It might be tough for some to wrap their heads around how long it has been since Texas Tech football won a conference title. In fact, the 2025 season will be the 31st since the last time the Red Raiders won a share of a conference crown.
What’s more, some believe that the 1994 title should come with an asterisk. That’s because the team with the best record in the old Southwest Conference that year was Texas A&M, which went 6-0-1 in league games. However, because the Aggies were on NCAA probation, they were ineligible to win the conference.

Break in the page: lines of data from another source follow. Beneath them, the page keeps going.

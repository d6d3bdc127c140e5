use ratatui::Frame;
use ratatui::style::{Modifier, Style};
use ratatui::text::{Line, Span};
use ratatui::widgets::{Block, Borders, Clear, Paragraph, Wrap};

use crate::theme::Theme;
use crate::view::centered_rect;

/// Render the help overlay as a centered popup.
pub fn render(f: &mut Frame, theme: &Theme) {
    let popup = centered_rect(64, 34, f.area());

    let lines = vec![
        Line::from(Span::styled(
            " Keyboard Shortcuts ",
            Style::default()
                .fg(theme.header_fg)
                .bg(theme.header_bg)
                .add_modifier(Modifier::BOLD),
        )),
        Line::from(""),
        section_header("Navigation", theme),
        key_line("j / \u{2193}", "Move down / scroll chat down", theme),
        key_line("k / \u{2191}", "Move up / scroll chat up", theme),
        key_line("Ctrl+d / PgDn", "Page down", theme),
        key_line("Ctrl+u / PgUp", "Page up", theme),
        key_line("g / G", "Top / bottom", theme),
        key_line("Tab", "Switch documents / chat pane", theme),
        key_line("Enter", "Select document / start typing", theme),
        key_line("Esc", "Dismiss error / go back", theme),
        Line::from(""),
        section_header("Documents", theme),
        key_line("a / o", "Pick PDFs from disk", theme),
        key_line("/", "Fetch an uploaded PDF by name", theme),
        Line::from(""),
        section_header("Conversation", theme),
        key_line("i", "Type a question", theme),
        key_line("n", "New chat (keeps documents)", theme),
        key_line("y", "Copy last answer (OSC 52)", theme),
        key_line("e", "Export transcript", theme),
        Line::from(""),
        section_header("Global", theme),
        key_line("t", "Cycle theme", theme),
        key_line("Ctrl+s", "Save settings", theme),
        key_line("?", "Toggle this help", theme),
        key_line("q", "Quit", theme),
        key_line("Ctrl+c", "Force quit", theme),
    ];

    let paragraph = Paragraph::new(lines)
        .block(
            Block::default()
                .borders(Borders::ALL)
                .border_style(Style::default().fg(theme.active))
                .title(" Help "),
        )
        .wrap(Wrap { trim: false });

    f.render_widget(Clear, popup);
    f.render_widget(paragraph, popup);
}

fn section_header<'a>(title: &'a str, theme: &Theme) -> Line<'a> {
    Line::from(Span::styled(
        format!("  {title}"),
        Style::default()
            .fg(theme.active)
            .add_modifier(Modifier::BOLD),
    ))
}

fn key_line<'a>(key: &'a str, desc: &'a str, theme: &Theme) -> Line<'a> {
    Line::from(vec![
        Span::styled(format!("    {key:<16}"), Style::default().fg(theme.text)),
        Span::styled(desc, Style::default().fg(theme.dim)),
    ])
}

Thus, the five teams that finished 4-3 in the league (Texas Tech, Texas, Baylor, TCU, and Rice) were all named conference co-champions. Because the Red Raiders had been the longest since going to the Cotton Bowl (an honor reserved for the SWC champion at that time), they were the school that got to play in that game on New Year’s Day in 1995.
To find the last time the Red Raiders actually won a conference championship outright, we have to go back to the 1950s. In 1955, the Red Raiders went 7-3-1 overall and 3-0-1 in the Border Conference to finish in first place. That was two seasons before the program joined the Southwest Conference.

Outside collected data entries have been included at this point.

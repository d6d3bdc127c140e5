//! Single-flight question pipeline.
//!
//! State machine: `Idle -> Pending -> (Succeeded -> Idle) | Failed`.
//! `Failed` holds the error until it is acknowledged or a new question is
//! submitted. A second submission while `Pending` is rejected, never queued.

use std::sync::Arc;

use crate::document::{DocumentHandle, DocumentId};
use crate::inference::{Answer, InferenceClient, InferenceError};

#[derive(Debug, Clone, Copy, PartialEq, Eq)]
pub enum QueryStatus {
    Idle,
    Pending,
    Succeeded,
    Failed,
}

impl QueryStatus {
    pub fn label(self) -> &'static str {
        match self {
            Self::Idle => "idle",
            Self::Pending => "waiting for answer",
            Self::Succeeded => "answered",
            Self::Failed => "failed",
        }
    }
}

/// Everything needed to run one inference request, and to recognise its
/// response when it settles.
#[derive(Debug, Clone)]
pub struct QueryTicket {
    id: u64,
    document: Arc<DocumentHandle>,
    question: String,
    epoch: u64,
}

impl QueryTicket {
    pub fn id(&self) -> u64 {
        self.id
    }

    pub fn document(&self) -> &Arc<DocumentHandle> {
        &self.document
    }

    pub fn document_id(&self) -> DocumentId {
        self.document.id()
    }

    pub fn question(&self) -> &str {
        &self.question
    }

    /// Conversation epoch the question was asked in.
    pub fn epoch(&self) -> u64 {
        self.epoch
    }
}

#[derive(Debug)]
pub struct QueryPipeline {
    status: QueryStatus,
    in_flight: Option<u64>,
    next_id: u64,
    last_error: Option<InferenceError>,
}

impl Default for QueryPipeline {
    fn default() -> Self {
        Self {
            status: QueryStatus::Idle,
            in_flight: None,
            next_id: 1,
            last_error: None,
        }
    }
}

impl QueryPipeline {
    pub fn new() -> Self {
        Self::default()
    }

    pub fn status(&self) -> QueryStatus {
        self.status
    }

    pub fn is_pending(&self) -> bool {
        self.status == QueryStatus::Pending
    }

    pub fn last_error(&self) -> Option<&InferenceError> {
        self.last_error.as_ref()
    }

    pub fn in_flight(&self) -> Option<u64> {
        self.in_flight
    }

    /// `Idle`/`Failed` -> `Pending`. Returns `None` if already pending.
    pub(crate) fn begin(
        &mut self,
        document: Arc<DocumentHandle>,
        question: String,
        epoch: u64,
    ) -> Option<QueryTicket> {
        if self.is_pending() {
            return None;
        }
        let id = self.next_id;
        self.next_id += 1;
        self.status = QueryStatus::Pending;
        self.in_flight = Some(id);
        self.last_error = None;
        Some(QueryTicket {
            id,
            document,
            question,
            epoch,
        })
    }

    /// Whether `ticket_id` is the request currently in flight.
    pub(crate) fn owns(&self, ticket_id: u64) -> bool {
        self.in_flight == Some(ticket_id)
    }

    /// `Pending -> Succeeded`. The caller records the answer, then calls
    /// [`finish`](Self::finish).
    pub(crate) fn succeed(&mut self) {
        self.status = QueryStatus::Succeeded;
        self.in_flight = None;
    }

    /// `Succeeded -> Idle`.
    pub(crate) fn finish(&mut self) {
        if self.status == QueryStatus::Succeeded {
            self.status = QueryStatus::Idle;
        }
    }

    /// `Pending -> Failed`, keeping the error for display.
    pub(crate) fn fail(&mut self, error: InferenceError) {
        self.status = QueryStatus::Failed;
        self.in_flight = None;
        self.last_error = Some(error);
    }

    /// Settle without surfacing anything (response for a discarded context).
    pub(crate) fn discard(&mut self) {
        self.in_flight = None;
        self.status = QueryStatus::Idle;
    }

    /// `Failed -> Idle` once the user has seen the error.
    pub fn acknowledge(&mut self) {
        if self.status == QueryStatus::Failed {
            self.status = QueryStatus::Idle;
            self.last_error = None;
        }
    }
}

/// Issue exactly one request for `ticket`.
pub async fn execute(
    client: &dyn InferenceClient,
    ticket: &QueryTicket,
) -> Result<Answer, InferenceError> {
    let started = std::time::Instant::now();
    let result = client.ask(ticket.document(), ticket.question()).await;
    match &result {
        Ok(_) => tracing::info!(
            ticket = ticket.id(),
            client = client.name(),
            elapsed_ms = started.elapsed().as_millis() as u64,
            "answer received"
        ),
        Err(e) => tracing::warn!(
            ticket = ticket.id(),
            client = client.name(),
            error = %e,
            "inference failed"
        ),
    }
    result
}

Now, the program has gone all-in to try to end that unthinkable drought in 2025. To do so, though, the Red Raiders are trying to climb the mountain in a way no other Big 12 team has.
Texas Tech trying to be the fist Big 12 team to use the portal to as its primary means for building a title contender
Though players have always had the option to transfer to a new school, the era of the transfer portal has changed the game now that players don’t have to sit out a year after finding a new place to play. The portal was created in 2018, and in 2021, the NCAA stopped making transfers sit out a season.
Thus, there haven’t been a ton of years in which we’ve seen the transfer portal impact the college football landscape. Still, what the Red Raiders are attempting to do in 2025 is something no Big 12 school ever has. They are trying to use the transfer portal as the foundation of a conference championship team.
As most know, Tech’s current transfer class is ranked either first or second in the nation, depending on which website one references. 247Sports puts it at No. 2 behind LSU, while On3 ranks it No. 1. In fact, according to On3, Tech has the best transfer class in the history of the sport.
It is an experiment that no Big 12 team has undertaken. Can a program in this conference act like an SEC program and throw millions of dollars into the portal to build a title team?
In 2022, the first year that On3 ranked transfer classes, the top Big 12 class belonged to Texas. However, with only seven transfers that year, the Longhorns’ transfer class was ranked No. 8 nationally.
The next year, TCU had the top transfer class in the conference. However, they ranked just 20th nationally.
In 2024, Colorado actually ranked No. 2 in the nation with a transfer class that included 43 players, as head coach Deion Sanders continued his roster overhaul in his second season in Boulder. However, that was a different situation than the one Teas Tech is in this offseason.
Colorado was not trying to build an instant Big 12 title contender. Rather, it was simply trying to fill out its roster with warm bodies after dozens of players left following the 2023 season.
In fact, the average player rating of the Buffs’ transfer class last offseason was 74.19 (according to On3). By contrast, the 21 players that Tech has added this year via the portal have an average player rating of 82.19.
Tech has spent big to bring loads of high-profile players to the South Plains. This year, 13 of the transfers are rated 4-star players.
By contrast, in 2023, Colorado added only six 4-star transfers. Meanwhile, Sanders filled out his roster with 33 players rated as 3-star transfers.
In other words, no program in the history of the Big 12 has leveraged so much capital and hung so many of its title hopes on a group of transfers. We’ve seen programs such as Ole Miss in the SEC do what Tech is attempting to do by paying big-time money to load up its roster for a title run.
While the Rebels haven’t broken through in their conference, they have become nationally relevant. In fact, they were in the playoff conversation for the entirety of the 2024 season.
Tech would kill to be a playoff team given the program’s run of mediocrity since the end of the Mike Leach era. Of course, a conference title is the goal this season, as that would guarantee a playoff birth. It’s never been accomplished in the Big 12 by using the transfer portal, but that’s exactly what Tech is banking on this fall.
So far, the only programs to try to play the portal game to perfection have called the SEC home. But, in that conference, winning a league crown requires topping some of the heaviest hitters in the sport, so the transfer-heavy programs haven’t quite climbed the mountain. Now, it will be fascinating to find out if the nation’s top transfer haul can dominate a conference considered to be a notch below the elite leagues in the country.